## Exercise aim
For the word "AttendanceSummary", find each line in the entries where it occurs and copy that line.

## Saved data entries
*** Begin section ***
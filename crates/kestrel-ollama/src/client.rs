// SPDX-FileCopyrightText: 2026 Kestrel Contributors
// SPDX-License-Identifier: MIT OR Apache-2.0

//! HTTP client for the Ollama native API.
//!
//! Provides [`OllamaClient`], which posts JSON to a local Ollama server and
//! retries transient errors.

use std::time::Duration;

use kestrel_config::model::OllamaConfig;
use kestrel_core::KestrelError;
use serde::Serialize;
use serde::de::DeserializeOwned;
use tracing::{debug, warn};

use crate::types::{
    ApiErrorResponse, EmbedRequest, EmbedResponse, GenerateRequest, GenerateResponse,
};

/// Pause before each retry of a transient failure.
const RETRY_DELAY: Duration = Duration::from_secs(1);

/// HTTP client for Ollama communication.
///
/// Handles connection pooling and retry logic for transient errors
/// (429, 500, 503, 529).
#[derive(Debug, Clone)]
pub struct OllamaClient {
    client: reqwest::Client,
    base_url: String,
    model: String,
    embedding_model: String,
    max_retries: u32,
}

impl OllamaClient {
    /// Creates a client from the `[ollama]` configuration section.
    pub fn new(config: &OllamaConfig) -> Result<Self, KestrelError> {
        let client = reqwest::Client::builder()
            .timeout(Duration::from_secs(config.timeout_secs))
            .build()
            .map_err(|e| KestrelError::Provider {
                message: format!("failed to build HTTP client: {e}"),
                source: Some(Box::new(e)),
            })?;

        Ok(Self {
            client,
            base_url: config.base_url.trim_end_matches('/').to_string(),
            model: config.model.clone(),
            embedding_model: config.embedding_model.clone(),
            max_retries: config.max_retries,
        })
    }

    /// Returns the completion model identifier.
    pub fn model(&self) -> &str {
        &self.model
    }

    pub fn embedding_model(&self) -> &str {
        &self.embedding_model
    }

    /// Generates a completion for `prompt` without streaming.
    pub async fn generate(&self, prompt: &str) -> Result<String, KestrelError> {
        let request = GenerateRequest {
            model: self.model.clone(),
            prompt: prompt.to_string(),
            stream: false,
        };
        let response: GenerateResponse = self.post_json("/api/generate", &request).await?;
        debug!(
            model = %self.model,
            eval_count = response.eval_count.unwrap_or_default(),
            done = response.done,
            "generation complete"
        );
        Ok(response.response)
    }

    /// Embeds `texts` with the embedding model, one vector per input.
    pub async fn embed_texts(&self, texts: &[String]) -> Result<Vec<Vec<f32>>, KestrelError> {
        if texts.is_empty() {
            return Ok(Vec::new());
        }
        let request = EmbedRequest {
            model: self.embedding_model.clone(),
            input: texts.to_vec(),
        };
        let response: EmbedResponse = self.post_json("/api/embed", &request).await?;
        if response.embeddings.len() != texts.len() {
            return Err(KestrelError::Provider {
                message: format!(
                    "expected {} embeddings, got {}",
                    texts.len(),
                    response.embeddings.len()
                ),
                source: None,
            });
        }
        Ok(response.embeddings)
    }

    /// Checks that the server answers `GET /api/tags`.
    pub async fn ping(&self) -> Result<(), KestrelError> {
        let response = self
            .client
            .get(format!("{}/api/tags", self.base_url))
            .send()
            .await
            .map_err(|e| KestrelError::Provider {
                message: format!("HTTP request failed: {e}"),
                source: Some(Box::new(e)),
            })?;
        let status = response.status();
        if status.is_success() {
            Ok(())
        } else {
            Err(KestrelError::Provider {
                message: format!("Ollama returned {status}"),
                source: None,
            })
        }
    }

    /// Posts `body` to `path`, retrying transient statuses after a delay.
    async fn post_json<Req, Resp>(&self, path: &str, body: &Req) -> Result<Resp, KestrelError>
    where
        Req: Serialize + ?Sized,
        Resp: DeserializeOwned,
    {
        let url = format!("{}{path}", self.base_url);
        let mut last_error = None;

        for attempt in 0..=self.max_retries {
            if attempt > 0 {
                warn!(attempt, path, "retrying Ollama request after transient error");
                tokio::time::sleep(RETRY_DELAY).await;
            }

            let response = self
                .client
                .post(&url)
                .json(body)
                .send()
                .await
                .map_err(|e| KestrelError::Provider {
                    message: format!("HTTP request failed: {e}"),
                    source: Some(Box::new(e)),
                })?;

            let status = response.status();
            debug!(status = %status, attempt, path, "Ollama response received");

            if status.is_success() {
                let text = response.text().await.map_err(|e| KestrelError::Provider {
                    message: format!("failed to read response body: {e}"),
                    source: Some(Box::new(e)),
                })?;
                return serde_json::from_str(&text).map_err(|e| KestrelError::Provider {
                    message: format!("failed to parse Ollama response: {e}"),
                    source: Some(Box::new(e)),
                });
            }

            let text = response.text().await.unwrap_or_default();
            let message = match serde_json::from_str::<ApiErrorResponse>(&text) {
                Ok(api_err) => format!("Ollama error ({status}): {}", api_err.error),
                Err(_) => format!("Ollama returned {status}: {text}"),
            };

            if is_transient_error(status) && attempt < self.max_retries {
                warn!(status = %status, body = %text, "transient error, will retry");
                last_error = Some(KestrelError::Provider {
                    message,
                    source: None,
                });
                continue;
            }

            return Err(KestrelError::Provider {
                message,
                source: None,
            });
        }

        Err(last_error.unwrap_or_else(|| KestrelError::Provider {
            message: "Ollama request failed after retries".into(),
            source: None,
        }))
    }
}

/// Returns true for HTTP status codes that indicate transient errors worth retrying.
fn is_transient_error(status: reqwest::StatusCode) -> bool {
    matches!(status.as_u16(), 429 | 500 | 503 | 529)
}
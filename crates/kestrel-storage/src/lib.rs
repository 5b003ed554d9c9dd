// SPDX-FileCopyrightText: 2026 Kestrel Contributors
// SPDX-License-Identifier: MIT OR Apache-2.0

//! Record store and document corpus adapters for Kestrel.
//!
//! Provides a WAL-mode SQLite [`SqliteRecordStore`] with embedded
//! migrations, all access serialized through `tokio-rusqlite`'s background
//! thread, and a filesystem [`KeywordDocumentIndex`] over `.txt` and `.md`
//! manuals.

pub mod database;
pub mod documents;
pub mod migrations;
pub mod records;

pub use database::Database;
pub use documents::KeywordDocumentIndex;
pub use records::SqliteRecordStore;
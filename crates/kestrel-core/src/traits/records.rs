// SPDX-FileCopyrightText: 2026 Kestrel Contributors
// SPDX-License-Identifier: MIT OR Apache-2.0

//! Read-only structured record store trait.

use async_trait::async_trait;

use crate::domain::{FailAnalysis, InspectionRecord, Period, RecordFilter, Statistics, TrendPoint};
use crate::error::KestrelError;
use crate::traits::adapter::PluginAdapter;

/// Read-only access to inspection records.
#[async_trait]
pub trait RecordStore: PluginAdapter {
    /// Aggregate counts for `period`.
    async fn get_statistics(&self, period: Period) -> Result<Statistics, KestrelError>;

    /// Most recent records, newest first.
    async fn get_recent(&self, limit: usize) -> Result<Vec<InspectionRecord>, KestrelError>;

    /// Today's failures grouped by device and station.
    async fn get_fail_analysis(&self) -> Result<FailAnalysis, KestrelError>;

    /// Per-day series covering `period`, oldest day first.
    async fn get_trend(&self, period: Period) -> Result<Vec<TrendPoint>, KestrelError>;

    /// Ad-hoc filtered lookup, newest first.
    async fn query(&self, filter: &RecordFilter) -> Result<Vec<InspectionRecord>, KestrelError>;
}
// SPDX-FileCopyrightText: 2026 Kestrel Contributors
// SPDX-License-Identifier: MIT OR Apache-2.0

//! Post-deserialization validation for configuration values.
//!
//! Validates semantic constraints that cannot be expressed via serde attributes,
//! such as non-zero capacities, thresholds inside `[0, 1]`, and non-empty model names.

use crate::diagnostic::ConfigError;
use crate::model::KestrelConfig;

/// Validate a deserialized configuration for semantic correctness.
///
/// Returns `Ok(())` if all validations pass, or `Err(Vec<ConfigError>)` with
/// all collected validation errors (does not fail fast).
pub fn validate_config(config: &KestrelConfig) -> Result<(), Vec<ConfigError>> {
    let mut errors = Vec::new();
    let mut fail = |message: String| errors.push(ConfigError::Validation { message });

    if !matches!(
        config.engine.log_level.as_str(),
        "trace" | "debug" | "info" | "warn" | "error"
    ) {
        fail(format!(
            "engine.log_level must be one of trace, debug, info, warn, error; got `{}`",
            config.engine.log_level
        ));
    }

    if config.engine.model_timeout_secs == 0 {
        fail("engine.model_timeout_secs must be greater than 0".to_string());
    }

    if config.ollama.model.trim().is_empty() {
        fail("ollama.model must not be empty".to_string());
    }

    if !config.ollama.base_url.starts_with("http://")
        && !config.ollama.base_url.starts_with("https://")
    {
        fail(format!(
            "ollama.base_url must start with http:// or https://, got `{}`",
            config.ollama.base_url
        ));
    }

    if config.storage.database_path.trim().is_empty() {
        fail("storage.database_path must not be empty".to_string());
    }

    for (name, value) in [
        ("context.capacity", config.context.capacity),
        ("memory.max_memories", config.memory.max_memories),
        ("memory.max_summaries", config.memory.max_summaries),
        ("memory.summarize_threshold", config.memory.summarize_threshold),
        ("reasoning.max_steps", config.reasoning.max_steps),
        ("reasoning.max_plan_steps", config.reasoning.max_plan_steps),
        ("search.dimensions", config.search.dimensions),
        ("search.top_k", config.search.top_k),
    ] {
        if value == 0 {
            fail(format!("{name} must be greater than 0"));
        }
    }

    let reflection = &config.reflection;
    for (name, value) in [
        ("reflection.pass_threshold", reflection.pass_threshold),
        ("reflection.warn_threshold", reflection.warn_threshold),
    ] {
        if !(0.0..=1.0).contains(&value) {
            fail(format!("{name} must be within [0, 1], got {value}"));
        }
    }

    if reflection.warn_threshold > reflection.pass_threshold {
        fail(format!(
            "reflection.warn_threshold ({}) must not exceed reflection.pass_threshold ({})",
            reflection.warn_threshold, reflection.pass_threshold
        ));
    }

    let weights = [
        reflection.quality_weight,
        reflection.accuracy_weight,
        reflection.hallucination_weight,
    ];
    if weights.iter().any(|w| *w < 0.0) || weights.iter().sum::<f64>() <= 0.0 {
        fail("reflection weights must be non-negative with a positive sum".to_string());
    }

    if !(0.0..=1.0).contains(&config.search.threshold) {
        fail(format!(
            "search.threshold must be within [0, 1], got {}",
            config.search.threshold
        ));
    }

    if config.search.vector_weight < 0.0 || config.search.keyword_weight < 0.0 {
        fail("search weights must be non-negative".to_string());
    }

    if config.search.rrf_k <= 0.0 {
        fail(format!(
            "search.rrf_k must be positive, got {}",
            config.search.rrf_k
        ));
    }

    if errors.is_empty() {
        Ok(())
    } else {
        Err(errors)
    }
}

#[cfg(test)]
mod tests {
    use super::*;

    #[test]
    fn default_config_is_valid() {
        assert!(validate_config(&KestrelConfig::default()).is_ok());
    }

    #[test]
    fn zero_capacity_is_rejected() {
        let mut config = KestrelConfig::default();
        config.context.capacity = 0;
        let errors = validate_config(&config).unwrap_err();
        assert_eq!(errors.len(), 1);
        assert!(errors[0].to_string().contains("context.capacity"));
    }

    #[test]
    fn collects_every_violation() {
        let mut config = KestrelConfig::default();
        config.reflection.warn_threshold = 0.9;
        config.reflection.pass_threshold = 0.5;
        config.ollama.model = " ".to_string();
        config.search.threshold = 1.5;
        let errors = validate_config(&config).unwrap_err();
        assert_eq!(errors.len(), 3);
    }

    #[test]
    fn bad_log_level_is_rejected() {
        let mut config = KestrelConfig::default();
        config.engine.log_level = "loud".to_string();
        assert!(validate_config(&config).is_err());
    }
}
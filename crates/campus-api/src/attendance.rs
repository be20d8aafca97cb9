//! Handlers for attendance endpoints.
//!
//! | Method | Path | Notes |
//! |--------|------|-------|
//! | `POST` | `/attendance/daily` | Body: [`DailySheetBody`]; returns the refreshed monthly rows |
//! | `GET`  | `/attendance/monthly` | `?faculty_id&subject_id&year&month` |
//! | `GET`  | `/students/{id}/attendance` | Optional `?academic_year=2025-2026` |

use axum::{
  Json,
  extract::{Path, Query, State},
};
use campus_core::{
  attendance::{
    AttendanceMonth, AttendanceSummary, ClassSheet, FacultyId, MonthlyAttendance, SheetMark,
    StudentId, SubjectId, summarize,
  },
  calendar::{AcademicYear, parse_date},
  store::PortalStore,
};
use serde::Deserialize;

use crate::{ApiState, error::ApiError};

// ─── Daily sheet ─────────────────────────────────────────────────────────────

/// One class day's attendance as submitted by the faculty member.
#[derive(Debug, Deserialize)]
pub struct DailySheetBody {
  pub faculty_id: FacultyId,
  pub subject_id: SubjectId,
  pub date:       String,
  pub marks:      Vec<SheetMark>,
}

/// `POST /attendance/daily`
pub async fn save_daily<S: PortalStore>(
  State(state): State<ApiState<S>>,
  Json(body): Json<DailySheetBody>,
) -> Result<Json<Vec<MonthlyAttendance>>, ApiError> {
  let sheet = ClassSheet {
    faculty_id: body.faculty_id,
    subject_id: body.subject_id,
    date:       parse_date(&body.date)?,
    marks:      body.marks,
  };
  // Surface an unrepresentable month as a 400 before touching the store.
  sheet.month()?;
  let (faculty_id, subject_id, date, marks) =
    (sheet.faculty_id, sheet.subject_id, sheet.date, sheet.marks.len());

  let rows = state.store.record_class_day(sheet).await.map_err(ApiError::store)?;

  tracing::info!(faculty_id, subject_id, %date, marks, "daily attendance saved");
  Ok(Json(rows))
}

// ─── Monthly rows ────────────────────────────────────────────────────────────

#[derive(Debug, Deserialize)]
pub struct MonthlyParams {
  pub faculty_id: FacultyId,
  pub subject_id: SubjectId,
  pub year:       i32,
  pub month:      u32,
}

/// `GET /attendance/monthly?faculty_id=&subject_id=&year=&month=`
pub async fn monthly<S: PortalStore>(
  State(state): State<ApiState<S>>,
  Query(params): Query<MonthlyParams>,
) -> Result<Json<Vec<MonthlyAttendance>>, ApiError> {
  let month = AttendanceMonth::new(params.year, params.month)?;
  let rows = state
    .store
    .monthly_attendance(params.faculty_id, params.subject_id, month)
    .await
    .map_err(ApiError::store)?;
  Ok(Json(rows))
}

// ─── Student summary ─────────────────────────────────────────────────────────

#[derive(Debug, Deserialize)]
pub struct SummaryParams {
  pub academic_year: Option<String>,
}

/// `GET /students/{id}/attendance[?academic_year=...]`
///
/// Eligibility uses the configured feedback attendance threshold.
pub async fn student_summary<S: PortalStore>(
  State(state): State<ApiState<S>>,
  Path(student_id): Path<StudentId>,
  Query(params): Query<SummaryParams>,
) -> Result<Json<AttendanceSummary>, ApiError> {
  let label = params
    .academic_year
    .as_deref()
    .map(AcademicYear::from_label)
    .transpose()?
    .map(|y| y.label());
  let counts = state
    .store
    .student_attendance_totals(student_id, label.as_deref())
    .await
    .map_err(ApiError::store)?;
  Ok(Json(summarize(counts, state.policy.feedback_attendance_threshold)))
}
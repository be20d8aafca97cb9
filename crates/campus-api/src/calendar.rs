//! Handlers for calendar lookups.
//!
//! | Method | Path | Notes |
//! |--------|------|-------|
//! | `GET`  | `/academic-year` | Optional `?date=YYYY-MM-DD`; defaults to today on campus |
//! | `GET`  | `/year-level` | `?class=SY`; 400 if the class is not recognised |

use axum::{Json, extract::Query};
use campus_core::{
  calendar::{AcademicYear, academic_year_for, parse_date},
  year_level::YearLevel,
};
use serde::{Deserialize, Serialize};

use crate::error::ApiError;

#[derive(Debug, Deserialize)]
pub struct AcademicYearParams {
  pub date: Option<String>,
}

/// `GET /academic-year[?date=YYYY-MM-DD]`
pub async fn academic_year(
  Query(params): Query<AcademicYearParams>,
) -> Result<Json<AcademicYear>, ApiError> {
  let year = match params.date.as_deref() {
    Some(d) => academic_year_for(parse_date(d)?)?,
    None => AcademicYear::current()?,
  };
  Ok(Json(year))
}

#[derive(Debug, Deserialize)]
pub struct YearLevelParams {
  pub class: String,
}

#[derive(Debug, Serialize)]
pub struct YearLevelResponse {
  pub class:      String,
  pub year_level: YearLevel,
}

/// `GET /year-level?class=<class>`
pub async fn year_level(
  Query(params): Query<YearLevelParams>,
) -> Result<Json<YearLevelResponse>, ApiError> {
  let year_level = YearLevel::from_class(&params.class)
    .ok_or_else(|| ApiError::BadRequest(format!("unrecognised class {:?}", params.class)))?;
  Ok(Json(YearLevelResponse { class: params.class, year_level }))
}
*** End section ***
## Response
    AttendanceMonth, AttendanceSummary, ClassSheet, FacultyId, MonthlyAttendance, SheetMark,
) -> Result<Json<AttendanceSummary>, ApiError> {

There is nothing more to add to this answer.